Matthew Fornaro, P.A. works with South Florida entrepreneurs and small business owners across Coral Springs, Parkland, and Broward County to get business formation right from day one. With over two decades of experience in business formation, commercial litigation, contracts, and intellectual property, the firm delivers practical, results-oriented guidance tailored to high-growth startups and established businesses alike. Call Matthew Fornaro, P.A. today to protect your business interests before a structural mistake becomes an expensive problem.
Frequently Asked Questions
Is an LLC or corporation better for a startup in Florida?
It depends on your growth goals. An LLC offers pass-through taxation, operational flexibility, and simpler compliance, making it ideal for most small startups. A C-Corp is better if you plan to raise venture capital or issue multiple share classes, since institutional investors and venture capital firms strongly prefer the corporate structure. For many Florida startups, an LLC is the practical starting point, with conversion to a C-Corp possible later as funding needs evolve.
What is the cost to form an LLC in Florida?
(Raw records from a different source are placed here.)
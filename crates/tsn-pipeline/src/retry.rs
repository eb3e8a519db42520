//! Bounded retry with exponential backoff
//!
//! Both the fetchers and the writer take an explicit [`RetryPolicy`]
//! rather than retrying ad hoc. Only errors classified transient by
//! [`IsTransient`](crate::error::IsTransient) are retried; terminal
//! errors surface immediately.

use crate::error::IsTransient;
use serde::{Deserialize, Serialize};
use std::future::Future;
use std::time::Duration;
use tracing::warn;

/// Bounded exponential backoff policy
#[derive(Debug, Clone, Copy, PartialEq, Eq, Serialize, Deserialize)]
pub struct RetryPolicy {
    /// Total attempts, including the first one. Never zero.
    pub max_attempts: u32,

    /// Delay before the second attempt; doubled each retry
    pub base_delay: Duration,

    /// Upper bound on any single delay
    pub max_delay: Duration,
}

impl Default for RetryPolicy {
    fn default() -> Self {
        Self {
            max_attempts: 4,
            base_delay: Duration::from_millis(500),
            max_delay: Duration::from_secs(30),
        }
    }
}

impl RetryPolicy {
    pub fn new(max_attempts: u32, base_delay: Duration, max_delay: Duration) -> Self {
        Self {
            max_attempts: max_attempts.max(1),
            base_delay,
            max_delay,
        }
    }

    /// Policy that never retries, for tests and strict callers
    pub fn none() -> Self {
        Self {
            max_attempts: 1,
            base_delay: Duration::ZERO,
            max_delay: Duration::ZERO,
        }
    }

    /// Delay before the given retry (attempt numbers start at 1)
    pub fn delay(&self, attempt: u32) -> Duration {
        let factor = 2u32.saturating_pow(attempt.saturating_sub(1));
        self.base_delay
            .saturating_mul(factor)
            .min(self.max_delay)
    }

    /// Run an operation, retrying transient failures
    ///
    /// `op_name` is used in the per-attempt warning logs.
    pub async fn run<T, E, F, Fut>(&self, op_name: &str, mut op: F) -> Result<T, E>
    where
        E: IsTransient + std::fmt::Display,
        F: FnMut() -> Fut,
        Fut: Future<Output = Result<T, E>>,
    {
        let max_attempts = self.max_attempts.max(1);
        let mut attempt = 1;

        loop {
            match op().await {
                Ok(value) => return Ok(value),
                Err(err) if err.is_transient() && attempt < max_attempts => {
                    let delay = self.delay(attempt);
                    warn!(
                        operation = op_name,
                        attempt,
                        max_attempts,
                        delay_ms = delay.as_millis() as u64,
                        "Attempt failed, retrying: {}",
                        err
                    );
                    tokio::time::sleep(delay).await;
                    attempt += 1;
                },
                Err(err) => return Err(err),
            }
        }
    }
}
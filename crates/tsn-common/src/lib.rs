//! TSN Adapters Common Library
#![deny(clippy::unwrap_used, clippy::expect_used)]
//!
//! Shared types, utilities, and error handling for the TSN adapters
//! workspace.
//!
//! # Overview
//!
//! This crate provides common functionality used across all workspace
//! members:
//!
//! - **Error Handling**: Custom error types and result types
//! - **Logging**: Centralized tracing setup (console/file, text/JSON)
//! - **Stream IDs**: Deterministic TSN stream identifier derivation
//!
//! # Example
//!
//! ```no_run
//! use tsn_common::{Result, stream_id::StreamId};
//!
//! fn stream_for(name: &str) -> Result<StreamId> {
//!     let id = StreamId::generate(name);
//!     println!("Stream id: {}", id);
//!     Ok(id)
//! }
//! ```

pub mod error;
pub mod logging;
pub mod stream_id;

// Re-export commonly used types
pub use error::{Result, TsnError};
pub use stream_id::StreamId;
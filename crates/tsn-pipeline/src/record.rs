//! Raw and validated record types
//!
//! A [`RawRecord`] is the untyped unit a fetcher produces: a mapping of
//! source field names to JSON values, ephemeral within a single run.
//! Validation wraps it into a [`ValidatedRecord`] carrying the outcome
//! and the coerced field values, keeping the original for traceability.

use serde::{Deserialize, Serialize};
use serde_json::{Map, Value};

/// Source-specific mapping of field name to untyped value
#[derive(Debug, Clone, Default, PartialEq, Serialize, Deserialize)]
pub struct RawRecord {
    /// Field name -> untyped value, as produced by the source
    pub fields: Map<String, Value>,

    /// Position within the source (row number, item index) for
    /// rejection reporting
    pub source_offset: Option<u64>,
}

impl RawRecord {
    pub fn new() -> Self {
        Self::default()
    }

    /// Builder-style field insertion, used by fetchers
    pub fn with_field(mut self, name: impl Into<String>, value: impl Into<Value>) -> Self {
        self.fields.insert(name.into(), value.into());
        self
    }

    pub fn with_offset(mut self, offset: u64) -> Self {
        self.source_offset = Some(offset);
        self
    }

    /// Get a field value
    pub fn get(&self, name: &str) -> Option<&Value> {
        self.fields.get(name)
    }

    /// Get a field as a trimmed string, if it is a string
    pub fn get_str(&self, name: &str) -> Option<&str> {
        self.fields.get(name).and_then(Value::as_str).map(str::trim)
    }
}

/// Outcome of validating a single raw record
#[derive(Debug, Clone, PartialEq, Serialize, Deserialize)]
#[serde(rename_all = "snake_case", tag = "status", content = "reason")]
pub enum ValidationStatus {
    /// Conformed to the schema as-is
    Passed,
    /// Accepted after one or more type coercions or default fills
    Coerced,
    /// Nonconforming; excluded from the rest of the pipeline
    Rejected(String),
}

impl ValidationStatus {
    pub fn as_str(&self) -> &str {
        match self {
            ValidationStatus::Passed => "passed",
            ValidationStatus::Coerced => "coerced",
            ValidationStatus::Rejected(_) => "rejected",
        }
    }

    pub fn is_rejected(&self) -> bool {
        matches!(self, ValidationStatus::Rejected(_))
    }
}

/// A raw record after schema enforcement
///
/// Carries the original record untouched plus the field map with
/// coercions and defaults applied. Downstream stages read only the
/// validated fields.
#[derive(Debug, Clone, PartialEq, Serialize, Deserialize)]
pub struct ValidatedRecord {
    /// The original record, for traceability
    pub raw: RawRecord,

    /// Field values after coercion and default filling
    pub fields: Map<String, Value>,

    pub status: ValidationStatus,
}

impl ValidatedRecord {
    /// Get a validated field value
    pub fn get(&self, name: &str) -> Option<&Value> {
        self.fields.get(name)
    }

    /// Get a validated field as a trimmed string
    pub fn get_str(&self, name: &str) -> Option<&str> {
        self.fields.get(name).and_then(Value::as_str).map(str::trim)
    }

    /// Get a validated field as a float
    pub fn get_f64(&self, name: &str) -> Option<f64> {
        self.fields.get(name).and_then(Value::as_f64)
    }
}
The Florida Department of State charges a $125 filing fee to form an LLC through Sunbiz, the state's online portal. Additional costs may include a registered agent fee (typically $50-$300 per year), an operating agreement drafted by a business attorney, and a federal tax ID number (EIN), which is free from the IRS. Budget an additional $100-$500 or more if you work with a local attorney for tailored legal guidance during formation.
Do I need a lawyer to form an LLC in Florida?
Florida law does not require you to hire an attorney to form an LLC, you can file directly through Sunbiz. However, working with a business attorney is strongly advisable for drafting a solid operating agreement, structuring member roles, and ensuring your legal entity provides the asset protection you expect. Mistakes made during formation, such as incomplete agreements or improper capitalization, can undermine liability protection and cost far more to fix later.
What are the legal requirements for Florida startups after formation?
After forming your business entity, Florida startups must file an annual report with the Florida Department of State (due by May 1 each year), maintain a registered agent with a Florida address, obtain any required business licenses, and secure a federal tax ID number. LLCs should keep their operating agreement current, while corporations must hold annual shareholder meetings, maintain minutes, and observe corporate formalities to preserve liability protection and remain in good standing.
How do Florida's tax rules affect my choice of business structure?
Florida has no personal state income tax, which benefits LLC members and S-Corp shareholders who use pass-through taxation. C-Corps pay Florida's corporate income tax, currently at 5.5%. Florida also offers specific tax incentives for qualifying industries and enterprise zones. Choosing between pass-through taxation and a corporate structure should account for both federal and Florida-level tax obligations. Consulting a business attorney or CPA familiar with Florida tax law is the most reliable way to optimize your structure.
Can I change my business structure after formation in Florida?
Yes, Florida allows business entities to convert or reorganize after formation. An LLC can elect S-Corp tax treatment with the IRS without changing its state-level structure, or it can formally convert to a corporation through the Florida Department of State. Many startups begin as LLCs for simplicity and convert to a C-Corp when seeking outside investors. Each conversion has legal and tax consequences, so working with a business attorney before making the change is strongly recommended.